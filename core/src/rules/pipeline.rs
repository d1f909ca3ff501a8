#![deny(missing_docs)]

//! # Rule Pipelines
//!
//! Ordered rule sequences for the two kinds of fragment files.
//!
//! Order matters: error responses are injected before `additionalProperties`
//! is defaulted, so the injected bodies get closed as well.

use crate::config::SettleConfig;
use crate::engine::Engine;
use crate::error::AppResult;
use crate::rules::{
    DefaultAdditionalProperties, DefaultArrayMinItems, DefaultMinProperties, InjectErrorResponse,
    RequireAllProperties, Rule,
};
use serde_json::Value;
use tracing::debug;

/// Mutations applied by one rule during a pipeline run.
#[derive(Debug, Clone, PartialEq, Eq)]
pub struct RuleReport {
    /// Rule name.
    pub rule: String,
    /// Number of mutations it applied.
    pub mutations: usize,
}

/// An ordered list of rules, each run to its fixed point before the next.
pub struct Pipeline {
    engine: Engine,
    rules: Vec<Box<dyn Rule>>,
}

impl Default for Pipeline {
    fn default() -> Self {
        Self::new(Engine::default())
    }
}

impl Pipeline {
    /// Empty pipeline driven by `engine`.
    pub fn new(engine: Engine) -> Self {
        Self {
            engine,
            rules: Vec::new(),
        }
    }

    /// Appends `rule`.
    pub fn with_rule(mut self, rule: impl Rule + 'static) -> Self {
        self.rules.push(Box::new(rule));
        self
    }

    /// Rules for a REST path fragment.
    ///
    /// `inject-404-response` is only included for parameterized paths.
    pub fn rest_path(config: &SettleConfig, parameterized: bool) -> Self {
        let mut pipeline = Self::default().with_rule(InjectErrorResponse::bad_request());
        if parameterized {
            pipeline = pipeline.with_rule(InjectErrorResponse::not_found());
        }
        pipeline.with_schema_defaults(config)
    }

    /// Rules for a database entity schema.
    pub fn db_schema(config: &SettleConfig) -> Self {
        Self::default()
            .with_rule(RequireAllProperties)
            .with_schema_defaults(config)
    }

    fn with_schema_defaults(self, config: &SettleConfig) -> Self {
        self.with_rule(DefaultArrayMinItems {
            default: config.min_items,
        })
        .with_rule(DefaultAdditionalProperties {
            default: config.additional_properties,
        })
        .with_rule(DefaultMinProperties {
            default: config.min_properties,
        })
    }

    /// Rule names in application order.
    pub fn rule_names(&self) -> Vec<&str> {
        self.rules.iter().map(|rule| rule.name()).collect()
    }

    /// Applies every rule in order.
    pub fn run(&self, document: &mut Value) -> AppResult<Vec<RuleReport>> {
        let mut reports = Vec::with_capacity(self.rules.len());
        for rule in &self.rules {
            let settled = rule.apply(&self.engine, document)?;
            debug!("{}: {} mutation(s)", rule.name(), settled.mutations);
            reports.push(RuleReport {
                rule: rule.name().to_string(),
                mutations: settled.mutations,
            });
        }
        Ok(reports)
    }
}

#[cfg(test)]
mod tests {
    use super::*;
    use crate::rules::canonical_error_response;
    use serde_json::json;

    #[test]
    fn test_rest_path_order() {
        let config = SettleConfig::default();
        assert_eq!(
            Pipeline::rest_path(&config, true).rule_names(),
            [
                "inject-400-response",
                "inject-404-response",
                "default-array-minitems",
                "default-additional-properties",
                "default-min-properties",
            ]
        );
        assert!(!Pipeline::rest_path(&config, false)
            .rule_names()
            .contains(&"inject-404-response"));
    }

    #[test]
    fn test_db_schema_order() {
        assert_eq!(
            Pipeline::db_schema(&SettleConfig::default()).rule_names(),
            [
                "require-all-properties",
                "default-array-minitems",
                "default-additional-properties",
                "default-min-properties",
            ]
        );
    }

    #[test]
    fn test_injected_bodies_get_closed() {
        let mut doc = json!({ "get": { "responses": {} } });
        Pipeline::rest_path(&SettleConfig::default(), false)
            .run(&mut doc)
            .unwrap();

        let schema = &doc["get"]["responses"]["400"]["content"]["application/json"]["schema"];
        assert_eq!(schema["additionalProperties"], false);
        assert_ne!(
            doc["get"]["responses"]["400"],
            canonical_error_response("invalid request arguments")
        );
    }

    // Re-running re-injects the (now closed) error bodies and closes them
    // again, so only the resulting document is stable, not the report.
    #[test]
    fn test_second_run_yields_same_document() {
        let mut doc = json!({
            "get": {
                "responses": {
                    "200": {
                        "content": { "application/json": { "schema": {
                            "type": "array",
                            "items": { "type": "object" }
                        } } }
                    }
                }
            }
        });
        let pipeline = Pipeline::rest_path(&SettleConfig::default(), true);

        let first = pipeline.run(&mut doc).unwrap();
        assert!(first.iter().any(|r| r.mutations > 0));

        assert_eq!(doc["get"]["responses"]["200"]["content"]["application/json"]["schema"]["minItems"], 0);

        let snapshot = doc.clone();
        let second = pipeline.run(&mut doc).unwrap();
        let untouched = ["default-array-minitems", "default-min-properties"];
        assert!(second
            .iter()
            .filter(|r| untouched.contains(&r.rule.as_str()))
            .all(|r| r.mutations == 0));
        assert_eq!(doc, snapshot);
    }
}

» **What you should do**
Give back the listing exactly.

» **Answer to this task**
filename core/src/rules/pipeline.rs
repository d1f909ca3ff501a8
#![deny(missing_docs)]

//! # Rule Pipelines
//!
//! Ordered rule sequences for the two kinds of fragment files.
//!
//! Order matters: error responses are injected before `additionalProperties`
//! is defaulted, so the injected bodies get closed as well.

use crate::config::SettleConfig;
use crate::engine::Engine;
use crate::error::AppResult;
use crate::rules::{
    DefaultAdditionalProperties, DefaultArrayMinItems, DefaultMinProperties, InjectErrorResponse,
    RequireAllProperties, Rule,
};
use serde_json::Value;
use tracing::debug;

/// Mutations applied by one rule during a pipeline run.
#[derive(Debug, Clone, PartialEq, Eq)]
pub struct RuleReport {
    /// Rule name.
    pub rule: String,
    /// Number of mutations it applied.
    pub mutations: usize,
}

/// An ordered list of rules, each run to its fixed point before the next.
pub struct Pipeline {
    engine: Engine,
    rules: Vec<Box<dyn Rule>>,
}

impl Default for Pipeline {
    fn default() -> Self {
        Self::new(Engine::default())
    }
}

impl Pipeline {
    /// Empty pipeline driven by `engine`.
    pub fn new(engine: Engine) -> Self {
        Self {
            engine,
            rules: Vec::new(),
        }
    }

    /// Appends `rule`.
    pub fn with_rule(mut self, rule: impl Rule + 'static) -> Self {
        self.rules.push(Box::new(rule));
        self
    }

    /// Rules for a REST path fragment.
    ///
    /// `inject-404-response` is only included for parameterized paths.
    pub fn rest_path(config: &SettleConfig, parameterized: bool) -> Self {
        let mut pipeline = Self::default().with_rule(InjectErrorResponse::bad_request());
        if parameterized {
            pipeline = pipeline.with_rule(InjectErrorResponse::not_found());
        }
        pipeline.with_schema_defaults(config)
    }

    /// Rules for a database entity schema.
    pub fn db_schema(config: &SettleConfig) -> Self {
        Self::default()
            .with_rule(RequireAllProperties)
            .with_schema_defaults(config)
    }

    fn with_schema_defaults(self, config: &SettleConfig) -> Self {
        self.with_rule(DefaultArrayMinItems {
            default: config.min_items,
        })
        .with_rule(DefaultAdditionalProperties {
            default: config.additional_properties,
        })
        .with_rule(DefaultMinProperties {
            default: config.min_properties,
        })
    }

    /// Rule names in application order.
    pub fn rule_names(&self) -> Vec<&str> {
        self.rules.iter().map(|rule| rule.name()).collect()
    }

    /// Applies every rule in order.
    pub fn run(&self, document: &mut Value) -> AppResult<Vec<RuleReport>> {
        let mut reports = Vec::with_capacity(self.rules.len());
        for rule in &self.rules {
            let settled = rule.apply(&self.engine, document)?;
            debug!("{}: {} mutation(s)", rule.name(), settled.mutations);
            reports.push(RuleReport {
                rule: rule.name().to_string(),
                mutations: settled.mutations,
            });
        }
        Ok(reports)
    }
}

#[cfg(test)]
mod tests {
    use super::*;
    use crate::rules::canonical_error_response;
    use serde_json::json;

    #[test]
    fn test_rest_path_order() {
        let config = SettleConfig::default();
        assert_eq!(
            Pipeline::rest_path(&config, true).rule_names(),
            [
                "inject-400-response",
                "inject-404-response",
                "default-array-minitems",
                "default-additional-properties",
                "default-min-properties",
            ]
        );
        assert!(!Pipeline::rest_path(&config, false)
            .rule_names()
            .contains(&"inject-404-response"));
    }

    #[test]
    fn test_db_schema_order() {
        assert_eq!(
            Pipeline::db_schema(&SettleConfig::default()).rule_names(),
            [
                "require-all-properties",
                "default-array-minitems",
                "default-additional-properties",
                "default-min-properties",
            ]
        );
    }

    #[test]
    fn test_injected_bodies_get_closed() {
        let mut doc = json!({ "get": { "responses": {} } });
        Pipeline::rest_path(&SettleConfig::default(), false)
            .run(&mut doc)
            .unwrap();

        let schema = &doc["get"]["responses"]["400"]["content"]["application/json"]["schema"];
        assert_eq!(schema["additionalProperties"], false);
        assert_ne!(
            doc["get"]["responses"]["400"],
            canonical_error_response("invalid request arguments")
        );
    }

    // Re-running re-injects the (now closed) error bodies and closes them
    // again, so only the resulting document is stable, not the report.
    #[test]
    fn test_second_run_yields_same_document() {
        let mut doc = json!({
            "get": {
                "responses": {
                    "200": {
                        "content": { "application/json": { "schema": {
                            "type": "array",
                            "items": { "type": "object" }
                        } } }
                    }
                }
            }
        });
        let pipeline = Pipeline::rest_path(&SettleConfig::default(), true);

        let first = pipeline.run(&mut doc).unwrap();
        assert!(first.iter().any(|r| r.mutations > 0));

        assert_eq!(doc["get"]["responses"]["200"]["content"]["application/json"]["schema"]["minItems"], 0);

        let snapshot = doc.clone();
        let second = pipeline.run(&mut doc).unwrap();
        let untouched = ["default-array-minitems", "default-min-properties"];
        assert!(second
            .iter()
            .filter(|r| untouched.contains(&r.rule.as_str()))
            .all(|r| r.mutations == 0));
        assert_eq!(doc, snapshot);
    }
}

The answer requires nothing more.